What you need to do: Reproduce each line from the first in the data through the line that contains "parse failure becomes" exactly; give nothing else.

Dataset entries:
----

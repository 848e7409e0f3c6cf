// =============================================================================
// Reasoning oracle source — slow external scorer behind a strict parse
// =============================================================================
//
// The oracle answers free-form text that must yield an action/confidence
// pair. The reply is parsed into a tagged result; any parse failure becomes
// `ScoringMalformed`, which the voting engine normalizes to an abstain vote.
// The wire client sits behind `OracleClient`, so the HTTP adapter here is
// replaceable.
// =============================================================================

use async_trait::async_trait;
use chrono::Utc;
use serde::Deserialize;
use tracing::debug;

use crate::error::EngineError;
use crate::market_data::SymbolContext;
use crate::scoring::{ModelVote, ScoringSource};
use crate::types::Action;

// ---------------------------------------------------------------------------
// Wire seam
// ---------------------------------------------------------------------------

/// Completes a prompt against the external reasoning model.
#[async_trait]
pub trait OracleClient: Send + Sync {
    async fn complete(&self, prompt: &str) -> Result<String, EngineError>;
}

// ---------------------------------------------------------------------------
// Reply parsing
// ---------------------------------------------------------------------------

#[derive(Debug, Deserialize)]
struct OracleReply {
    action: String,
    confidence: f64,
    #[serde(default)]
    #[allow(dead_code)]
    reasoning: Option<String>,
}

/// Extract the JSON object from a free-form reply and map it to a vote.
///
/// The model is asked for `{"action": ..., "confidence": 0-100, ...}` but
/// often wraps it in prose or a code fence; everything outside the outermost
/// braces is ignored. Confidence above 1 is treated as a percentage.
pub fn parse_oracle_reply(source_id: &str, raw: &str) -> Result<ModelVote, EngineError> {
    let start = raw.find('{');
    let end = raw.rfind('}');
    let body = match (start, end) {
        (Some(s), Some(e)) if e > s => &raw[s..=e],
        _ => {
            return Err(EngineError::ScoringMalformed {
                src: source_id.to_string(),
                reason: "no JSON object in reply".to_string(),
            })
        }
    };

    let reply: OracleReply =
        serde_json::from_str(body).map_err(|e| EngineError::ScoringMalformed {
            src: source_id.to_string(),
            reason: e.to_string(),
        })?;

    let action = match reply.action.trim().to_uppercase().as_str() {
        "BUY" => Action::Buy,
        "SELL" => Action::Sell,
        "HOLD" => Action::Hold,
        other => {
            return Err(EngineError::ScoringMalformed {
                src: source_id.to_string(),
                reason: format!("unknown action {other:?}"),
            })
        }
    };

    let confidence = if reply.confidence > 1.0 {
        reply.confidence / 100.0
    } else {
        reply.confidence
    };
    if !(0.0..=1.0).contains(&confidence) {
        return Err(EngineError::ScoringMalformed {
            src: source_id.to_string(),
            reason: format!("confidence {} out of range", reply.confidence),
        });
    }

    Ok(ModelVote::new(source_id, action, confidence, Utc::now()))
}

// ---------------------------------------------------------------------------
// Scoring source
// ---------------------------------------------------------------------------

/// The oracle as a scoring source. Slowest voter in the ensemble; carries
/// its own timeout so it can never stall the cycle.
pub struct OracleSource {
    source_id: String,
    client: std::sync::Arc<dyn OracleClient>,
    timeout_ms: u64,
}

impl OracleSource {
    pub fn new(
        source_id: impl Into<String>,
        client: std::sync::Arc<dyn OracleClient>,
        timeout_ms: u64,
    ) -> Self {
        Self {
            source_id: source_id.into(),
            client,
            timeout_ms,
        }
    }

    fn build_prompt(&self, ctx: &SymbolContext) -> String {
        format!(
            "Assess the short-term outlook for {symbol}.\n\
             \n\
             MARKET DATA ({tf} candles):\n\
             - Last price: {price:.6}\n\
             - SMA20: {sma20:.6} | SMA50: {sma50:.6}\n\
             - RSI(14): {rsi}\n\
             - Change over 5 candles: {chg5:+.2}% | over 20 candles: {chg20:+.2}%\n\
             - Range volatility: {vol:.2}%\n\
             \n\
             Respond with JSON only:\n\
             {{\"action\": \"BUY\" | \"SELL\" | \"HOLD\", \"confidence\": 0-100, \"reasoning\": \"...\"}}",
            symbol = ctx.symbol,
            tf = ctx.timeframe,
            price = ctx.last_price,
            sma20 = ctx.sma_20,
            sma50 = ctx.sma_50,
            rsi = ctx
                .rsi_14
                .map(|r| format!("{r:.1}"))
                .unwrap_or_else(|| "n/a".to_string()),
            chg5 = ctx.price_change_5,
            chg20 = ctx.price_change_20,
            vol = ctx.volatility_pct,
        )
    }
}

#[async_trait]
impl ScoringSource for OracleSource {
    fn source_id(&self) -> &str {
        &self.source_id
    }

    fn timeout_ms(&self) -> Option<u64> {
        Some(self.timeout_ms)
    }

    async fn score(&self, ctx: &SymbolContext) -> Result<ModelVote, EngineError> {
        let prompt = self.build_prompt(ctx);
        let raw = self.client.complete(&prompt).await?;
        let vote = parse_oracle_reply(&self.source_id, &raw)?;
        debug!(
            symbol = %ctx.symbol,
            action = %vote.action,
            confidence = vote.confidence,
            "oracle vote parsed"
        );
        Ok(vote)
    }
}

// ---------------------------------------------------------------------------
// HTTP adapter (chat-completions wire format)
// ---------------------------------------------------------------------------

/// Minimal chat-completions client for the reasoning endpoint.
pub struct HttpOracleClient {
    endpoint: String,
    api_key: String,
    model: String,
    client: reqwest::Client,
}

impl HttpOracleClient {
    pub fn new(
        endpoint: impl Into<String>,
        api_key: impl Into<String>,
        model: impl Into<String>,
    ) -> Self {
        let client = reqwest::Client::builder()
            .timeout(std::time::Duration::from_secs(60))
            .build()
            .expect("failed to build reqwest client");
        Self {
            endpoint: endpoint.into(),
            api_key: api_key.into(),
            model: model.into(),
            client,
        }
    }
}

#[async_trait]
impl OracleClient for HttpOracleClient {
    async fn complete(&self, prompt: &str) -> Result<String, EngineError> {
        let body = serde_json::json!({
            "model": self.model,
            "messages": [{"role": "user", "content": prompt}],
            "temperature": 0.2,
        });

        let resp = self
            .client
            .post(&self.endpoint)
            .bearer_auth(&self.api_key)
            .json(&body)
            .send()
            .await
            .map_err(|e| EngineError::ScoringMalformed {
                src: "oracle".to_string(),
                reason: format!("request failed: {e}"),
            })?;

        let status = resp.status();
        let payload: serde_json::Value =
            resp.json().await.map_err(|e| EngineError::ScoringMalformed {
                src: "oracle".to_string(),
                reason: format!("invalid response body: {e}"),
            })?;

        if !status.is_success() {
            return Err(EngineError::ScoringMalformed {
                src: "oracle".to_string(),
                reason: format!("HTTP {status}: {payload}"),
            });
        }

        payload["choices"][0]["message"]["content"]
            .as_str()
            .map(|s| s.to_string())
            .ok_or_else(|| EngineError::ScoringMalformed {
                src: "oracle".to_string(),
                reason: "missing choices[0].message.content".to_string(),
            })
    }
}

----

Problem solution:
repository 848e7409e0f3c6cf
// =============================================================================
// Reasoning oracle source — slow external scorer behind a strict parse
// =============================================================================
//
// The oracle answers free-form text that must yield an action/confidence
// pair. The reply is parsed into a tagged result; any parse failure becomes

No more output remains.